Fue muy difícil decir qué pasaría después…

Con su mano izquierda sosteniendo su barbilla, Fu Jiu parecía completamente malvado.

—Parece que ni el jefe Li ni el jefe Zhang han visto a ese bastardo que se crió afuera.

Si no, no me habrías confundido con él.

Es una verdadera lástima que yo sea el desheredado Joven Señor Fu que tiene una adicción especial de la que acabas de hablar.

De repente, las caras del jefe Li y del jefe Zhang cambiaron.

¡Las sonrisas en el rabillo de sus bocas se congelaron abruptamente!

Esa podría ser la situación más embarazosa que hayan enfrentado desde que comenzaron a hacer negocios.

Sus caras ardían tanto que deseaban encontrar un agujero donde esconderse.
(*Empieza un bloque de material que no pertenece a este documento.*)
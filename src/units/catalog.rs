//! The declarative unit catalog.
use super::{Unit, cli_tools, mcp_config, motd, packages, shell_setup, ssh_keys, sudoers, toolchains};

/// The complete unit set, in declaration order.
///
/// Declaration order is execution order and is dependency-respecting: every
/// unit appears after all units it depends on. The engine verifies the
/// invariant at runtime via [`super::run_units`]'s prerequisite tracking;
/// the integration tests assert it structurally.
#[must_use]
pub fn all_units() -> Vec<Box<dyn Unit>> {
    vec![
        Box::new(packages::PackageUpdate),
        Box::new(packages::CorePackages),
        Box::new(toolchains::RustToolchain),
        Box::new(toolchains::NodeVersionManager),
        Box::new(toolchains::UvInstaller),
        Box::new(toolchains::UvTool::ruff()),
        Box::new(toolchains::UvTool::ty()),
        Box::new(cli_tools::InstallCliTools),
        Box::new(shell_setup::ShellSetup),
        Box::new(ssh_keys::SshKeys),
        Box::new(sudoers::SudoersDropIn),
        Box::new(motd::MotdGreeting),
        Box::new(mcp_config::McpConfig),
        Box::new(mcp_config::EditorLinks),
    ]
}

/// Filter units by the `--skip` and `--only` CLI flags.
///
/// Matching is case-insensitive on name substrings; `--only` wins when both
/// are given.
#[must_use]
pub fn filter_units(
    units: Vec<Box<dyn Unit>>,
    skip: &[String],
    only: &[String],
) -> Vec<Box<dyn Unit>> {
    units
        .into_iter()
        .filter(|unit| {
            let name = unit.name().to_lowercase();
            if !only.is_empty() {
                return only.iter().any(|o| name.contains(&o.to_lowercase()));
            }
            if !skip.is_empty() {
                return !skip.iter().any(|s| name.contains(&s.to_lowercase()));
            }
            true
        })
        .collect()
}

#[cfg(test)]
#[allow(clippy::expect_used, clippy::unwrap_used, clippy::indexing_slicing)]
mod tests {
    use super::*;

    #[test]
    fn catalog_has_fourteen_units() {
        assert_eq!(all_units().len(), 14);
    }

    #[test]
    fn skip_filter_excludes_matching_units() {
        let filtered = filter_units(all_units(), &["mcp".to_string()], &[]);
        assert!(filtered.iter().all(|u| !u.name().contains("mcp")));
        assert!(filtered.len() < all_units().len());
    }

    #[test]
    fn only_filter_keeps_matching_units() {
        let filtered = filter_units(all_units(), &[], &["ssh-keys".to_string()]);
        assert_eq!(filtered.len(), 1);
        assert_eq!(filtered[0].name(), "ssh-keys");
    }

    #[test]
    fn only_wins_over_skip() {
        let filtered = filter_units(
            all_units(),
            &["ssh-keys".to_string()],
            &["ssh-keys".to_string()],
        );
        assert_eq!(filtered.len(), 1);
    }

    #[test]
    fn filter_is_case_insensitive() {
        let filtered = filter_units(all_units(), &[], &["SSH-Keys".to_string()]);
        assert_eq!(filtered.len(), 1);
    }
}
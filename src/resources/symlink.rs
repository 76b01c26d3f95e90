//! Claim-once symlink resource.
//!
//! Unlike a converging symlink, this resource only ever *claims* an absent
//! path: an existing file or link at the target — even one pointing
//! somewhere else — is left untouched and reported, never replaced. Editor
//! configurations a user has customised must not be clobbered.
use std::path::PathBuf;

use anyhow::{Context as _, Result};

use super::{Applicable, Resource, ResourceChange, ResourceState, fs};

/// A symlink created only when the target path does not exist yet.
#[derive(Debug, Clone)]
pub struct ClaimedSymlink {
    /// What the symlink points to.
    pub source: PathBuf,
    /// Where the symlink is created.
    pub target: PathBuf,
}

impl ClaimedSymlink {
    /// Create a new claim-once symlink resource.
    #[must_use]
    pub const fn new(source: PathBuf, target: PathBuf) -> Self {
        Self { source, target }
    }
}

impl Applicable for ClaimedSymlink {
    fn description(&self) -> String {
        format!("{} -> {}", self.target.display(), self.source.display())
    }

    fn apply(&self) -> Result<ResourceChange> {
        fs::ensure_parent_dir(&self.target)?;
        #[cfg(unix)]
        std::os::unix::fs::symlink(&self.source, &self.target)
            .with_context(|| format!("create link: {}", self.target.display()))?;
        #[cfg(not(unix))]
        anyhow::bail!("symlinks are only supported on unix targets");
        #[cfg(unix)]
        Ok(ResourceChange::Applied)
    }

    fn remove(&self) -> Result<ResourceChange> {
        match std::fs::read_link(&self.target) {
            Ok(existing) if existing == self.source => {
                std::fs::remove_file(&self.target)
                    .with_context(|| format!("remove link: {}", self.target.display()))?;
                Ok(ResourceChange::Applied)
            }
            _ => Ok(ResourceChange::Skipped {
                reason: "not our link".to_string(),
            }),
        }
    }
}

impl Resource for ClaimedSymlink {
    fn current_state(&self) -> Result<ResourceState> {
        if !self.source.exists() {
            return Ok(ResourceState::Invalid {
                reason: format!("source does not exist: {}", self.source.display()),
            });
        }
        if let Ok(existing) = std::fs::read_link(&self.target) {
            if existing == self.source {
                return Ok(ResourceState::Correct);
            }
            return Ok(ResourceState::Invalid {
                reason: format!("already links to {}; left untouched", existing.display()),
            });
        }
        if self.target.symlink_metadata().is_ok() {
            // A regular file or directory occupies the path. Claim-once
            // semantics: report, do not replace.
            return Ok(ResourceState::Invalid {
                reason: "path already exists; left untouched".to_string(),
            });
        }
        Ok(ResourceState::Missing)
    }
}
Sin embargo, el CEO Qin estaba sentado frente a ellos.

No se podía percibir ninguna emoción en su distinguido y bello rostro.

¿Significaba eso que todavía tenían la oportunidad de reconciliar el asunto?

El jefe Li pensó en eso y se dio una palmadita en la frente.

—¡Mira estos ojos míos que sin saberlo han entretenido a los ángeles!

¡Me castigó con una taza!

—Debe ser el resultado de escuchar todos los chismes que dieron lugar a nuestro prejuicio contra el Joven Señor Fu.

¡Este vino debe ser bebido!

El jefe Zhang inclinó la cabeza mientras levantaba la taza.

Ambos se sintieron amargados mientras bebían el vino.

Nunca hubiesen pensado que el Joven Señor Qin estaría conectado a ese infame nuevo rico, por lo que habían confundido a Fu Jiu con el joven señor de la familia Fu.

Bueno, ahora sabían lo doloroso que era ser abofeteado por otros.

Pero Fu Jiu no iba a perdonarlos.

Había algo malo con ella, pero su madre He Honghua no era una broma.

Sin embargo, se rieron de ella de esa manera, y ella como Señor Jiu no estaba dispuesto a soportarlo.

Con algo de frialdad en los ojos, se levantó.

Su boca aún estaba medio rizada por una sonrisa.

Lo que ella dijo era extremadamente frío: —Hermano Mo, come primero.

Como dijeron los dos jefes, me falta gusto.

Así que frente a alguien que no me gusta, ¡no puedo comer ni beber!

Después de haber levantado sus copas, el jefe Li y el jefe Zhang se detuvieron.

Se preguntaban si tenían que darle prestigio o no con ese temperamento.

Si no fuera por la presencia del Joven Señor Qin, ¿quién propondría un brindis por él?

Lo que había dicho no solo había avergonzado a sí mismo, sino también al Joven Señor Qin.

Aunque el Joven Señor Qin lo reconoció como su hermano menor, ¿realmente pensó que era un hermano de sangre?

¡Qué ingenuo!

No necesitaban hacer nada, y al Joven Señor Qin tampoco le importaba a dónde iba!

Pero para su gran sorpresa, el Joven Señor Qin se agarró firmemente de su muñeca.

Con su voz baja, no sabían cómo se sentía.

—¿No estabas de acuerdo en que te enviaría a casa?